**PROBLEM DETAILS**. List each line of the data that holds the string "written", please.

**SUPPLIED ENTRIES**.
- - -

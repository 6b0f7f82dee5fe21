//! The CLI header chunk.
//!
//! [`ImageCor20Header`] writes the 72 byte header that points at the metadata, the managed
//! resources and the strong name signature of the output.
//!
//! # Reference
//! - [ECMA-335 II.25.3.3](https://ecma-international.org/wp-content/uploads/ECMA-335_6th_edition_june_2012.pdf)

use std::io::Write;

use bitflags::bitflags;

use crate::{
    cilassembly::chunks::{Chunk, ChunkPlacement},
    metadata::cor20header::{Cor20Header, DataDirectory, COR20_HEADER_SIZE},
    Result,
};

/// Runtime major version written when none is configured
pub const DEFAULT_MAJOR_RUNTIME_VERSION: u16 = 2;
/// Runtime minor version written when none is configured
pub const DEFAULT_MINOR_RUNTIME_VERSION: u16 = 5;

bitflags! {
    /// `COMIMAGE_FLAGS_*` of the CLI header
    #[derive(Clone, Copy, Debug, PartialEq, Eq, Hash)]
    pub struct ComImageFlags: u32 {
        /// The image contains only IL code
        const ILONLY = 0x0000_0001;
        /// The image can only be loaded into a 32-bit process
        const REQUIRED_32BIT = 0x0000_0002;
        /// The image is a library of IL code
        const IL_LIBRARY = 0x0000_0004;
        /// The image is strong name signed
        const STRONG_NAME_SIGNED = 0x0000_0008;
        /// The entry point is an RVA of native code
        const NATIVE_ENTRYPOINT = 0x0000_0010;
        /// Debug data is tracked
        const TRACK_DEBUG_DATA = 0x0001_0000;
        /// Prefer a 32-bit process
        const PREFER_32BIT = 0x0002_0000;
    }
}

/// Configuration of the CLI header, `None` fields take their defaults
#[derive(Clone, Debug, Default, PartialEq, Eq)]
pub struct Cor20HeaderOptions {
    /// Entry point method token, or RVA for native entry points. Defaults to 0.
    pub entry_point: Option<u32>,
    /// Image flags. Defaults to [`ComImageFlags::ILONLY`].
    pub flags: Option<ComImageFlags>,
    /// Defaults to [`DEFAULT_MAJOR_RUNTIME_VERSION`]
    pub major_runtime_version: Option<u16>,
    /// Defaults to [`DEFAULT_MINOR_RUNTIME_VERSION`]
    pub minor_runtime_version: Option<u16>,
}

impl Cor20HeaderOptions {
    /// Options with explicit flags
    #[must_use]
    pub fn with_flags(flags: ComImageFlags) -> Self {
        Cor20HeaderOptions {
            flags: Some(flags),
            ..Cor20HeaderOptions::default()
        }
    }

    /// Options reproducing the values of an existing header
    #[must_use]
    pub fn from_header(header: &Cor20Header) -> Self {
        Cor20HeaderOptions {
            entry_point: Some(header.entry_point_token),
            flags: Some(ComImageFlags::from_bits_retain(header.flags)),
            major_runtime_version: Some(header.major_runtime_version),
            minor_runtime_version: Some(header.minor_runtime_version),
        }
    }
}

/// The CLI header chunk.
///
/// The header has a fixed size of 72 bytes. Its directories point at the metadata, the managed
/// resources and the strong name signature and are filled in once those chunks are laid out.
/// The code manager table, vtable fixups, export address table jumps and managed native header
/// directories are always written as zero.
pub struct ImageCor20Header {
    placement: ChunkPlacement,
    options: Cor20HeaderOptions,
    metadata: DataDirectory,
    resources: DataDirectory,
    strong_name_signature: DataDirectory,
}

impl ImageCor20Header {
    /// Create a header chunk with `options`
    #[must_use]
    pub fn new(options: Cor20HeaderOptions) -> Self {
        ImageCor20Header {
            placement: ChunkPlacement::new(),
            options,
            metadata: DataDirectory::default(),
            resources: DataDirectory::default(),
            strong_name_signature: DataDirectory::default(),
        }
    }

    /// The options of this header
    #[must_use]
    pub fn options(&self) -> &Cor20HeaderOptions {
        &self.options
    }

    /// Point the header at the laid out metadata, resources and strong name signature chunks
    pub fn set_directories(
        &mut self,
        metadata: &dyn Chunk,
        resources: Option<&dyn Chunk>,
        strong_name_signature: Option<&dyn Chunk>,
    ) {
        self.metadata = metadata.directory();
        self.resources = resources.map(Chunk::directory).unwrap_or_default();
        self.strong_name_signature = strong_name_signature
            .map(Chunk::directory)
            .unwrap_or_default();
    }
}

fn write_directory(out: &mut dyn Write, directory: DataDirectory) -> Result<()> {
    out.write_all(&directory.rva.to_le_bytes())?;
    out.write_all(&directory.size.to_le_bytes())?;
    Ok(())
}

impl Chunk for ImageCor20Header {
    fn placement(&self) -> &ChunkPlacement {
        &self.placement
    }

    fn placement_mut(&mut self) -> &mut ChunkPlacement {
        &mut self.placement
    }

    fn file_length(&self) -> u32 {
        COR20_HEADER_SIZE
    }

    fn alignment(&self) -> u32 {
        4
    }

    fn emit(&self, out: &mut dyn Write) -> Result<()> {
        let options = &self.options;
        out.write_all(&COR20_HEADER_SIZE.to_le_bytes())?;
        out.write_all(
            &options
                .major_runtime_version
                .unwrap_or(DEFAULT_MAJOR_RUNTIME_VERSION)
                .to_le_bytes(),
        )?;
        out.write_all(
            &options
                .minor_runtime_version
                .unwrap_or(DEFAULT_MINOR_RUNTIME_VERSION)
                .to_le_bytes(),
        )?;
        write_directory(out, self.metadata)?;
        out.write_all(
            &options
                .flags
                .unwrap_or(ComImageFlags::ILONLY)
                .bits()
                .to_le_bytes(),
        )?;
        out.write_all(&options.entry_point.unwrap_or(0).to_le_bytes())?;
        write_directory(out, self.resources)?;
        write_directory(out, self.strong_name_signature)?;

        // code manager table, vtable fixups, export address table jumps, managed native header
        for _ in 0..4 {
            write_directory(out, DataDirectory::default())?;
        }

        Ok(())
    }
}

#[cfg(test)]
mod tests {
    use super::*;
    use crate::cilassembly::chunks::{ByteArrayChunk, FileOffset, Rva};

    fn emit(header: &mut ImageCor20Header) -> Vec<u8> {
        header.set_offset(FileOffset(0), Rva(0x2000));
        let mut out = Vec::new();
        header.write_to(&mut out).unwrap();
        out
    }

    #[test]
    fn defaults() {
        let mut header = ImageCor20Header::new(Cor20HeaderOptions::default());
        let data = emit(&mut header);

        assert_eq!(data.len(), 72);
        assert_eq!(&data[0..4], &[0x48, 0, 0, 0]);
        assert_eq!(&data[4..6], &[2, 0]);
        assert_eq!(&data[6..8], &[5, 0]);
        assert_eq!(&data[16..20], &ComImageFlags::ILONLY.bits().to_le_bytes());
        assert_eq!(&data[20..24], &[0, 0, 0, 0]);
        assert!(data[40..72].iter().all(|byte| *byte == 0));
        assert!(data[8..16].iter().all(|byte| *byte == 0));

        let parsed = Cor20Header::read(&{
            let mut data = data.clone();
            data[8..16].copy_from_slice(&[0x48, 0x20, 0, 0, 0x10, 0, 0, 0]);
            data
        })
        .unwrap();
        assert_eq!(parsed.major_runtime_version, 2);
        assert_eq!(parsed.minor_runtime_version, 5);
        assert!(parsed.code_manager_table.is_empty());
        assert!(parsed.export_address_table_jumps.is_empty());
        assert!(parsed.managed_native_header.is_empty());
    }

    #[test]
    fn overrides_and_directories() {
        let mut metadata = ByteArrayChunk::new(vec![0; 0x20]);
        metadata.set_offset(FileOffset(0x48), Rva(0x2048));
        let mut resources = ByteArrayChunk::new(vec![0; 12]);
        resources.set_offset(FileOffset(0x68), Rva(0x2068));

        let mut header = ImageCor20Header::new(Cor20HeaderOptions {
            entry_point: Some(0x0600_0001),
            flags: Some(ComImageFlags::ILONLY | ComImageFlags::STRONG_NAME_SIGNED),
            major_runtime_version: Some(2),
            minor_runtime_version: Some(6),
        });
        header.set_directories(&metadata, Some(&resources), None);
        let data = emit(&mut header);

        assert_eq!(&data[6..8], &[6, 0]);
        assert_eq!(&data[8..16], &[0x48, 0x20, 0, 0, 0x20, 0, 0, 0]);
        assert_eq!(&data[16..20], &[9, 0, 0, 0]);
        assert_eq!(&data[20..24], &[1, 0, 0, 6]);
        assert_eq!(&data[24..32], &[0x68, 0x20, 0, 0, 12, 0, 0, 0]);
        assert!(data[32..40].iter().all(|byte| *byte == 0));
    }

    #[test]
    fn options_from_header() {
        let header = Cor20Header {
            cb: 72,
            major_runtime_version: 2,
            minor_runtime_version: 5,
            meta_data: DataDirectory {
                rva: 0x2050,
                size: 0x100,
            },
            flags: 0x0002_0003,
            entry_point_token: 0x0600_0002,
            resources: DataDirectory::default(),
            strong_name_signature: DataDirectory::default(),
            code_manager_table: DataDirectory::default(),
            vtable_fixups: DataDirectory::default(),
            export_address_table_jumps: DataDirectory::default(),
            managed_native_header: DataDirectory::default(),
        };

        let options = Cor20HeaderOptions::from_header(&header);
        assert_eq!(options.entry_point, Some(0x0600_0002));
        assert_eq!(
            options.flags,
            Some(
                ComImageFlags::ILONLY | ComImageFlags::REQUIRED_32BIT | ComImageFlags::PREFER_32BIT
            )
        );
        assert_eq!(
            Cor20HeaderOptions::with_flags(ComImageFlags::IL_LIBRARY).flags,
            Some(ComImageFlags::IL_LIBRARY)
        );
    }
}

- - -

**REPLY**.
/// Runtime major version written when none is configured
/// Runtime minor version written when none is configured
/// directories are always written as zero.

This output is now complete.